Wir verschließen uns nicht der Notwendigkeit und haben uns ihr zu keiner Zeit verschlossen, den Flüchtlingen nach der Möglichkeit der Ergiebigkeit und der Ertragslage auch unseres Wirtschaftszweiges zu helfen. Sie unterschätzen wahrscheinlich, was seitens der Landwirtschaft, die doch einen erheblichen Teil der Flüchtlinge bei sich beherbergt, außerhalb der Soforthilfe und der künftigen Lastenausgleichssätze tagtäglich an echter Hilfsbereitschaft bewiesen wird.
Wenn Sie aber hier etwa die Zielsetzung einer nur andersgearteten Sozialisierungsbestrebung fördern und betreiben wollen, dann können Sie versichert sein, daß sich diese Bestrebungen sehr zum Negativen für die Heimatvertriebenen auswirken werden.

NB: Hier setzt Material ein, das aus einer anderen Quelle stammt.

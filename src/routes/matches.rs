use actix_web::{web, HttpResponse, Responder};
use validator::Validate;

use crate::config::MatchingSettings;
use crate::core::Matcher;
use crate::models::{ErrorResponse, FindMatchesRequest, FindMatchesResponse, HealthResponse};

/// Application state shared across all handlers
#[derive(Clone)]
pub struct AppState {
    pub matcher: Matcher,
    pub matching: MatchingSettings,
}

/// Configure all match-related routes
pub fn configure(cfg: &mut web::ServiceConfig) {
    cfg
        .route("/health", web::get().to(health_check))
        .route("/matches/find", web::post().to(find_matches));
}

/// Health check endpoint
async fn health_check() -> impl Responder {
    HttpResponse::Ok().json(HealthResponse {
        status: "healthy".to_string(),
        version: env!("CARGO_PKG_VERSION").to_string(),
        timestamp: chrono::Utc::now(),
    })
}

/// Find matches endpoint
///
/// POST /api/v1/matches/find
///
/// Request body:
/// ```json
/// {
///   "passengerId": "string",
///   "pickup": { "latitude": 3.2167, "longitude": 101.7333 },
///   "destination": { "latitude": 3.1478, "longitude": 101.6953 },
///   "seatsRequired": 1,
///   "maxWillingnessToPay": 30.0,
///   "minRating": 4.0,
///   "topN": 5,
///   "maxDistanceKm": 10.0
/// }
/// ```
///
/// A failed search answers 200 with no matches.
async fn find_matches(state: web::Data<AppState>, req: web::Json<FindMatchesRequest>) -> impl Responder {
    if let Err(errors) = req.validate() {
        tracing::info!("Validation failed for find_matches request: field_errors={:?}", errors);
        return HttpResponse::BadRequest().json(ErrorResponse {
            error: "Validation failed".to_string(),
            message: errors.to_string(),
            status_code: 400,
        });
    }

    let search_id = uuid::Uuid::new_v4().to_string();
    let request = req.into_inner().into_match_request(
        state.matching.default_top_n,
        state.matching.max_top_n,
        state.matching.default_max_distance_km,
    );

    tracing::debug!(search_id = %search_id, "Search started");

    let matches = state.matcher.find_best_matches(&request).await;

    HttpResponse::Ok().json(FindMatchesResponse {
        search_id,
        total: matches.len(),
        matches,
    })
}
fn documents(docs: Value) -> String {
    let total = docs.as_array().map_or(0, |d| d.len());
    json!({ "total": total, "documents": docs }).to_string()
}

fn ride_query() -> RideQuery {
    RideQuery {
        pickup: CAMPUS,
        radius_km: 3.0,
        seats_required: 1,
        limit: 50,
    }
}

#[tokio::test]
async fn test_appwrite_fetch_candidate_rides() {
    let mut server = mockito::Server::new_async().await;
    let mock = server
        .mock("GET", RIDES_PATH)
        .match_query(mockito::Matcher::Any)
        .match_header("x-appwrite-key", "test_key")
        .match_header("x-appwrite-project", "test_project")
        .with_status(200)
        .with_header("content-type", "application/json")
        .with_body(documents(json!([
            {
                "$id": "ride-1",
                "driverId": "d1",
                "pickupLat": 3.2170,
                "pickupLng": 101.7330,
                "destinationLat": 3.1478,
                "destinationLng": 101.6953,
                "departureTime": "2026-10-14T03:00:00.000+00:00",
                "availableSeats": 2,
                "status": "scheduled",
                "isActive": true,
                "$createdAt": "2026-10-13T12:00:00.000+00:00"
            },
            {
                "$id": "ride-2",
                "driverId": "d2",
                "departureTime": "2026-10-14T03:00:00.000+00:00",
                "availableSeats": 2,
                "status": "boarding"
            },
            {
                "$id": "broken",
                "availableSeats": "many"
            }
        ])))
        .create_async()
        .await;

    let client = appwrite_client(server.url());
    let rides = client.fetch_candidate_rides(&ride_query()).await.unwrap();

    mock.assert_async().await;
    assert_eq!(rides.len(), 2);
    assert_eq!(rides[0].id, "ride-1");
    assert_eq!(rides[0].pickup, Some(GeoPoint::new(3.2170, 101.7330)));
    assert!(rides[0].created_at.is_some());
    assert_eq!(rides[1].status, RideStatus::Unknown);
    assert!(rides[1].pickup.is_none());
}

#[tokio::test]
async fn test_appwrite_unauthorized() {
    let mut server = mockito::Server::new_async().await;
    let _mock = server
        .mock("GET", RIDES_PATH)
        .match_query(mockito::Matcher::Any)
        .with_status(401)
        .with_body(r#"{"message":"Invalid API key"}"#)
        .create_async()
        .await;

    let client = appwrite_client(server.url());
    let result = client.fetch_candidate_rides(&ride_query()).await;
    assert!(matches!(result, Err(StoreError::Unauthorized)));
}

async fn mock_driver_records(server: &mut mockito::ServerGuard, hits: usize) -> (mockito::Mock, mockito::Mock) {
    let profiles = server
        .mock("GET", PROFILES_PATH)
        .match_query(mockito::Matcher::Any)
        .with_status(200)
        .with_header("content-type", "application/json")
        .with_body(documents(json!([{
            "$id": "p1",
            "userId": "d1",
            "name": "Aina",
            "gender": "female",
            "safetyPreference": "women-and-nonbinary-only",
            "ratings": [5, 4, 4.5]
        }])))
        .expect(hits)
        .create_async()
        .await;

    let vehicles = server
        .mock("GET", VEHICLES_PATH)
        .match_query(mockito::Matcher::Any)
        .with_status(200)
        .with_header("content-type", "application/json")
        .with_body(documents(json!([{
            "$id": "v1",
            "driverId": "d1",
            "model": "Perodua Axia",
            "color": "Red",
            "plateNumber": "BKR 4821",
            "verificationStatus": "verified"
        }])))
        .expect(hits)
        .create_async()
        .await;

    (profiles, vehicles)
}

#[tokio::test]
async fn test_appwrite_driver_profile_joins_vehicle() {
    let mut server = mockito::Server::new_async().await;
    let (profiles, vehicles) = mock_driver_records(&mut server, 1).await;

    let client = appwrite_client(server.url());
    let driver = client.driver_profile("d1").await.unwrap();

    profiles.assert_async().await;
    vehicles.assert_async().await;
    assert_eq!(driver.name, "Aina");
    assert!((driver.rating - 4.5).abs() < 1e-9);
    assert_eq!(driver.rating_count, 3);
    assert_eq!(driver.safety_preference, SafetyPreference::WomenAndNonbinaryOnly);
    assert!(driver.is_verified);
    assert_eq!(driver.vehicle.unwrap().plate_number.as_deref(), Some("BKR 4821"));
}

#[tokio::test]
async fn test_appwrite_missing_profile_is_not_found() {
    let mut server = mockito::Server::new_async().await;
    let _profiles = server
        .mock("GET", PROFILES_PATH)
        .match_query(mockito::Matcher::Any)
        .with_status(200)
        .with_header("content-type", "application/json")
        .with_body(documents(json!([])))
        .create_async()
        .await;

    let client = appwrite_client(server.url());
    assert!(matches!(client.rider_profile("nobody").await, Err(StoreError::NotFound(_))));
}

#[tokio::test]
async fn test_cached_store_absorbs_repeat_driver_lookups() {
    let mut server = mockito::Server::new_async().await;
    let (profiles, vehicles) = mock_driver_records(&mut server, 1).await;

    let store = CachedRideStore::new(
        appwrite_client(server.url()),
        Arc::new(CacheManager::in_memory(100, 60)),
    );

    let first = store.driver_profile("d1").await.unwrap();
    let second = store.driver_profile("d1").await.unwrap();

    profiles.assert_async().await;
    vehicles.assert_async().await;
    assert_eq!(first.driver_id, second.driver_id);
    assert_eq!(second.vehicle.unwrap().model, "Perodua Axia");
}

#[tokio::test]
async fn test_matcher_over_appwrite() {
    let mut server = mockito::Server::new_async().await;
    let _rides = server
        .mock("GET", RIDES_PATH)
        .match_query(mockito::Matcher::Any)
        .with_status(200)
        .with_header("content-type", "application/json")
        .with_body(documents(json!([{
            "$id": "ride-1",
            "driverId": "d1",
            "pickupLat": 3.2200,
            "pickupLng": 101.7333,
            "destinationLat": 3.1478,
            "destinationLng": 101.6953,
            "departureTime": "2026-10-14T03:00:00+00:00",
            "availableSeats": 3,
            "status": "scheduled",
            "isActive": true
        }])))
        .create_async()
        .await;
    let _driver = mock_driver_records(&mut server, 1).await;

    let matcher = Matcher::new(
        Arc::new(appwrite_client(server.url())),
        ScoringEngine::new(FareCalculator::default(), EligibilityPolicy::FailOpen),
        ScoringWeights::default(),
    );

    let matches = matcher.find_best_matches_at(&request(), now()).await;
    assert_eq!(matches.len(), 1);
    assert_eq!(matches[0].ride_id, "ride-1");
    assert_eq!(matches[0].driver.name, "Aina");
    assert!(matches[0].driver.vehicle.is_some());
}
use chrono::{DateTime, Utc};
use serde::{Deserialize, Serialize};
use std::fmt;
use validator::Validate;

/// A latitude/longitude pair in decimal degrees
#[derive(Debug, Clone, Copy, PartialEq, Serialize, Deserialize, Validate)]
pub struct GeoPoint {
    #[validate(range(min = -90.0, max = 90.0))]
    pub latitude: f64,
    #[validate(range(min = -180.0, max = 180.0))]
    pub longitude: f64,
}

impl GeoPoint {
    pub const fn new(latitude: f64, longitude: f64) -> Self {
        Self { latitude, longitude }
    }

    /// True when both coordinates are finite and inside their valid ranges
    pub fn is_valid(&self) -> bool {
        self.latitude.is_finite()
            && self.longitude.is_finite()
            && (-90.0..=90.0).contains(&self.latitude)
            && (-180.0..=180.0).contains(&self.longitude)
    }
}

/// Lifecycle state of a ride offer
#[derive(Debug, Clone, Copy, PartialEq, Eq, Serialize, Deserialize)]
#[serde(rename_all = "snake_case")]
pub enum RideStatus {
    Scheduled,
    Active,
    InProgress,
    Completed,
    Cancelled,
    #[serde(other)]
    Unknown,
}

impl RideStatus {
    pub fn as_str(&self) -> &'static str {
        match self {
            RideStatus::Scheduled => "scheduled",
            RideStatus::Active => "active",
            RideStatus::InProgress => "in_progress",
            RideStatus::Completed => "completed",
            RideStatus::Cancelled => "cancelled",
            RideStatus::Unknown => "unknown",
        }
    }
}

/// Ride offered by a driver, as read from the ride store
///
/// The stored fare on the record is not read; fares are recomputed from
/// the passenger's own trip.
#[derive(Debug, Clone, Serialize, Deserialize)]
pub struct RideOffer {
    pub id: String,
    #[serde(rename = "driverId")]
    pub driver_id: String,
    #[serde(default)]
    pub pickup: Option<GeoPoint>,
    #[serde(default)]
    pub destination: Option<GeoPoint>,
    #[serde(rename = "departureTime")]
    pub departure_time: DateTime<Utc>,
    #[serde(rename = "availableSeats")]
    pub available_seats: u8,
    pub status: RideStatus,
    #[serde(rename = "isActive", default = "default_true")]
    pub is_active: bool,
    #[serde(rename = "createdAt", default)]
    pub created_at: Option<DateTime<Utc>>,
}

fn default_true() -> bool { true }

/// Gender as recorded on a user profile
#[derive(Debug, Clone, Copy, PartialEq, Eq, Serialize, Deserialize)]
#[serde(rename_all = "snake_case")]
pub enum Gender {
    Female,
    Male,
    #[serde(alias = "non-binary", alias = "nonbinary")]
    NonBinary,
    #[serde(other)]
    Unspecified,
}

impl Default for Gender {
    fn default() -> Self {
        Gender::Unspecified
    }
}

/// Safety preference a user sets on who they will ride with
#[derive(Debug, Clone, Copy, PartialEq, Eq, Serialize, Deserialize)]
#[serde(rename_all = "snake_case")]
pub enum SafetyPreference {
    #[serde(alias = "none", alias = "no-preference")]
    NoPreference,
    #[serde(alias = "female-only")]
    FemaleOnly,
    #[serde(alias = "same-gender-only")]
    SameGenderOnly,
    #[serde(alias = "women-and-nonbinary-only")]
    WomenAndNonbinaryOnly,
    #[serde(other)]
    Unrecognized,
}

impl Default for SafetyPreference {
    fn default() -> Self {
        SafetyPreference::NoPreference
    }
}

/// Vehicle and verification record attached to a driver
#[derive(Debug, Clone, PartialEq, Serialize, Deserialize)]
pub struct VehicleInfo {
    pub model: String,
    #[serde(default)]
    pub color: Option<String>,
    #[serde(rename = "plateNumber", default)]
    pub plate_number: Option<String>,
}

/// Read-only snapshot of a driver, composed from profile and vehicle records
#[derive(Debug, Clone, Serialize, Deserialize)]
pub struct DriverProfile {
    #[serde(rename = "driverId")]
    pub driver_id: String,
    pub name: String,
    #[serde(rename = "avatarUrl", default)]
    pub avatar_url: Option<String>,
    pub rating: f64,
    #[serde(rename = "ratingCount")]
    pub rating_count: u32,
    #[serde(default)]
    pub gender: Gender,
    #[serde(rename = "safetyPreference", default)]
    pub safety_preference: SafetyPreference,
    #[serde(rename = "isVerified")]
    pub is_verified: bool,
    #[serde(default)]
    pub vehicle: Option<VehicleInfo>,
}

/// Passenger attributes needed by the eligibility filter
#[derive(Debug, Clone, Serialize, Deserialize)]
pub struct RiderProfile {
    #[serde(rename = "userId")]
    pub user_id: String,
    #[serde(default)]
    pub gender: Gender,
    #[serde(rename = "safetyPreference", default)]
    pub safety_preference: SafetyPreference,
}

/// A passenger's search, transient per call
#[derive(Debug, Clone)]
pub struct MatchRequest {
    pub passenger_id: Option<String>,
    pub pickup: GeoPoint,
    pub destination: GeoPoint,
    pub seats_required: u8,
    pub max_willingness_to_pay: f64,
    pub min_rating: f64,
    pub top_n: usize,
    pub max_distance_km: f64,
}

/// Parameters handed to the candidate ride fetcher
#[derive(Debug, Clone)]
pub struct RideQuery {
    pub pickup: GeoPoint,
    pub radius_km: f64,
    pub seats_required: u8,
    pub limit: usize,
}

/// Geospatial bounding box
#[derive(Debug, Clone, Copy)]
pub struct BoundingBox {
    pub min_lat: f64,
    pub max_lat: f64,
    pub min_lon: f64,
    pub max_lon: f64,
}

/// Candidate that survived every gate, with raw scores in [0, 1]
#[derive(Debug, Clone)]
pub struct ScoredCandidate {
    pub ride: RideOffer,
    pub driver: DriverProfile,
    pub route_score: f64,
    pub price_score: f64,
    pub reputation_score: f64,
    pub pickup_distance_km: f64,
    pub destination_distance_km: f64,
    pub fare: f64,
}

/// Display label derived from the hybrid score
#[derive(Debug, Clone, Copy, PartialEq, Eq, Serialize, Deserialize)]
pub enum MatchQuality {
    #[serde(rename = "Best Match")]
    Best,
    #[serde(rename = "Great Match")]
    Great,
    #[serde(rename = "Good Match")]
    Good,
    #[serde(rename = "Fair Match")]
    Fair,
}

impl MatchQuality {
    pub fn from_score(hybrid: f64) -> Self {
        if hybrid >= 0.8 {
            MatchQuality::Best
        } else if hybrid >= 0.6 {
            MatchQuality::Great
        } else if hybrid >= 0.4 {
            MatchQuality::Good
        } else {
            MatchQuality::Fair
        }
    }

    pub fn label(&self) -> &'static str {
        match self {
            MatchQuality::Best => "Best Match",
            MatchQuality::Great => "Great Match",
            MatchQuality::Good => "Good Match",
            MatchQuality::Fair => "Fair Match",
        }
    }
}

impl fmt::Display for MatchQuality {
    fn fmt(&self, f: &mut fmt::Formatter<'_>) -> fmt::Result {
        f.write_str(self.label())
    }
}

/// Ranked match returned to the caller
#[derive(Debug, Clone, Serialize, Deserialize)]
pub struct MatchResult {
    #[serde(rename = "rideId")]
    pub ride_id: String,
    #[serde(rename = "departureTime")]
    pub departure_time: DateTime<Utc>,
    #[serde(rename = "availableSeats")]
    pub available_seats: u8,
    pub status: RideStatus,
    pub driver: DriverProfile,
    pub fare: f64,
    #[serde(rename = "hybridScore")]
    pub hybrid_score: f64,
    #[serde(rename = "routeScore")]
    pub route_score: f64,
    #[serde(rename = "priceScore")]
    pub price_score: f64,
    #[serde(rename = "reputationScore")]
    pub reputation_score: f64,
    #[serde(rename = "pickupDistanceKm")]
    pub pickup_distance_km: f64,
    #[serde(rename = "destinationDistanceKm")]
    pub destination_distance_km: f64,
    pub quality: MatchQuality,
}

/// Relative weights of the three score dimensions
///
/// Sum to 1.0 once built through `ScoringWeights::new` or `normalized`.
#[derive(Debug, Clone, Copy, PartialEq, Serialize, Deserialize)]
pub struct ScoringWeights {
    pub route: f64,
    pub price: f64,
    pub reputation: f64,
}

impl Default for ScoringWeights {
    fn default() -> Self {
        Self {
            route: 0.4,
            price: 0.3,
            reputation: 0.3,
        }
    }
}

Wir haben früher oft genug darauf hingewiesen, daß die wenigen größeren Betriebe in der Landwirtschaft eine so enorm wichtige agrar- und wirt-
schaftspolitische Aufgabe bei uns zu erfüllen haben, daß wir auf sie hinfort nicht verzichten können.

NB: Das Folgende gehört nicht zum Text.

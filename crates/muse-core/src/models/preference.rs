use std::collections::BTreeMap;

use serde::{Deserialize, Serialize};

/// Accept/reject tally for one component type or enhancement kind.
#[derive(Debug, Clone, Copy, Default, Serialize, Deserialize)]
pub struct PreferenceScore {
    pub accepts: u64,
    pub rejects: u64,
}

impl PreferenceScore {
    /// Acceptance rate, neutral 0.5 with no samples.
    pub fn score(&self) -> f64 {
        let total = self.accepts + self.rejects;
        if total == 0 {
            0.5
        } else {
            self.accepts as f64 / total as f64
        }
    }

    pub fn record(&mut self, positive: bool) {
        if positive {
            self.accepts += 1;
        } else {
            self.rejects += 1;
        }
    }
}

/// Aggregated historical acceptance per component type and enhancement kind.
#[derive(Debug, Clone, Default, Serialize, Deserialize)]
pub struct PreferenceProfile {
    pub components: BTreeMap<String, PreferenceScore>,
    pub enhancements: BTreeMap<String, PreferenceScore>,
}

impl PreferenceProfile {
    pub fn is_empty(&self) -> bool {
        self.components.is_empty() && self.enhancements.is_empty()
    }

    /// Score for a component type, if that bucket has been observed.
    pub fn component_score(&self, component_type: &str) -> Option<f64> {
        self.components.get(component_type).map(|s| s.score())
    }

    /// Score for an enhancement kind, if that bucket has been observed.
    pub fn enhancement_score(&self, kind: &str) -> Option<f64> {
        self.enhancements.get(kind).map(|s| s.score())
    }
}
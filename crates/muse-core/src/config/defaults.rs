//! Documented default values for every tunable.

// Factor weights (sum to 1.0).
pub const DEFAULT_FREQUENCY_WEIGHT: f64 = 0.25;
pub const DEFAULT_RECENCY_WEIGHT: f64 = 0.15;
pub const DEFAULT_FEEDBACK_WEIGHT: f64 = 0.30;
pub const DEFAULT_STABILITY_WEIGHT: f64 = 0.15;
pub const DEFAULT_CONTEXT_WEIGHT: f64 = 0.10;
pub const DEFAULT_CORRELATION_WEIGHT: f64 = 0.05;

// Action tiers.
pub const DEFAULT_AUTO_APPLY_THRESHOLD: f64 = 0.9;
pub const DEFAULT_SUGGEST_THRESHOLD: f64 = 0.7;
/// Advisory admits everything by default.
pub const DEFAULT_ADVISORY_THRESHOLD: f64 = 0.0;

// Confidence internals.
pub const DEFAULT_VOLATILITY_THRESHOLD: f64 = 0.3;
/// Exponential time constant (days) for feedback sample weights.
pub const DEFAULT_FEEDBACK_DECAY_DAYS: f64 = 30.0;
/// Manual-apply share above which the manual-usage boost applies.
pub const DEFAULT_MANUAL_APPLY_BOOST_SHARE: f64 = 0.3;
/// Modify share above which the modification penalty applies.
pub const DEFAULT_MODIFY_PENALTY_SHARE: f64 = 0.5;

// Idle decay sweep.
pub const DEFAULT_DECAY_RATE: f64 = 0.95;
pub const DEFAULT_DECAY_IDLE_DAYS: i64 = 7;

// Correlation analysis.
pub const DEFAULT_CORRELATION_WINDOW_DAYS: i64 = 30;
pub const DEFAULT_MINIMUM_SAMPLES: usize = 5;
pub const DEFAULT_CORRELATION_THRESHOLD: f64 = 0.6;
/// Positive events this close together count as co-occurring.
pub const DEFAULT_CO_OCCURRENCE_WINDOW_SECS: i64 = 3600;
/// A-then-B gap that counts as a sequence.
pub const DEFAULT_SEQUENCE_WINDOW_SECS: i64 = 600;
/// Pair-scan budget; scans past this return partial results.
pub const DEFAULT_MAX_PAIRS: usize = 10_000;

// Calibration audit.
pub const DEFAULT_CALIBRATION_WINDOW_DAYS: i64 = 30;
pub const DEFAULT_CALIBRATION_BINS: usize = 10;
pub const DEFAULT_RELIABILITY_FLOOR: f64 = 0.8;
pub const DEFAULT_SHARPNESS_FLOOR: f64 = 0.2;
pub const DEFAULT_ACCURACY_FLOOR: f64 = 0.7;
/// Patterns audited per run; 0 means unbounded.
pub const DEFAULT_CALIBRATION_MAX_PATTERNS: usize = 0;

// Retention cleanup.
pub const DEFAULT_RETENTION_MAX_CONFIDENCE: f64 = 0.1;
pub const DEFAULT_RETENTION_DAYS: i64 = 90;

// Result bounds.
pub const DEFAULT_QUERY_LIMIT: usize = 50;
pub const DEFAULT_MAX_SUGGESTIONS: usize = 50;
pub const DEFAULT_RELATED_LIMIT: usize = 3;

Ich habe als Bauer von nur 12 ha ein gutes Alibi, daß ich hier nicht etwa aus Eigennützigkeit den Standpunkt des Großgrundbesitzes vertrete. Aber wer an diese Dinge mit landwirtschafts- oder wirtschaftspolitischer Betrachtung herangeht, der weiß, daß wir auf vielen Gebieten gegenüber der konkurrierenden Landwirtschaft des Auslands noch derartig zurückliegen, daß eine Menge von Pionierarbeiten geleistet werden muß, damit der Vorsprung aufgeholt werden kann. Hierzu ist niemals der Klein- und Mittelbetrieb in der Lage, sondern einzig und allein der Betrieb, der eine größere Basis hat. Ganz besonders aber erwächst diesen Betrieben nach Verlust der Saatzuchtgebiete in Mittel- und Ostdeutschland die Aufgabe, die breiten Schichten der mittleren und kleineren Betriebe ausreichend mit Saatgut und tierischem Zuchtmaterial der verschiedensten Art zu versorgen. Es gibt keine andere Möglichkeit, diesen Bedarf zu decken, als die, daß die verhältnismäßig geringe Zahl der größeren Betriebe diese Funktion übernimmt und beibehält. Aus diesem Grunde müssen auch sie erhalten bleiben, und ich darf Sie bitten, unserem Abänderungsantrag beizutreten.